[Recorded data]
****************************************

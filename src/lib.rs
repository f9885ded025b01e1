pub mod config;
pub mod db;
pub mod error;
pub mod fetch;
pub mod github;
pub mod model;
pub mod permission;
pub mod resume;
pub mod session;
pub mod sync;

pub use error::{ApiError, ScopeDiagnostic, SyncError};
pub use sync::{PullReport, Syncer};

****************************************

◆ Task brief ◆
What is needed is each line of the data, printed exactly.

◆ Written solution ◆
filename src/lib.rs
repository f9885ded025b01e1
pub mod config;
pub mod db;
pub mod error;
pub mod fetch;
pub mod github;
pub mod model;
pub mod permission;
pub mod resume;
pub mod session;
pub mod sync;

pub use error::{ApiError, ScopeDiagnostic, SyncError};
pub use sync::{PullReport, Syncer};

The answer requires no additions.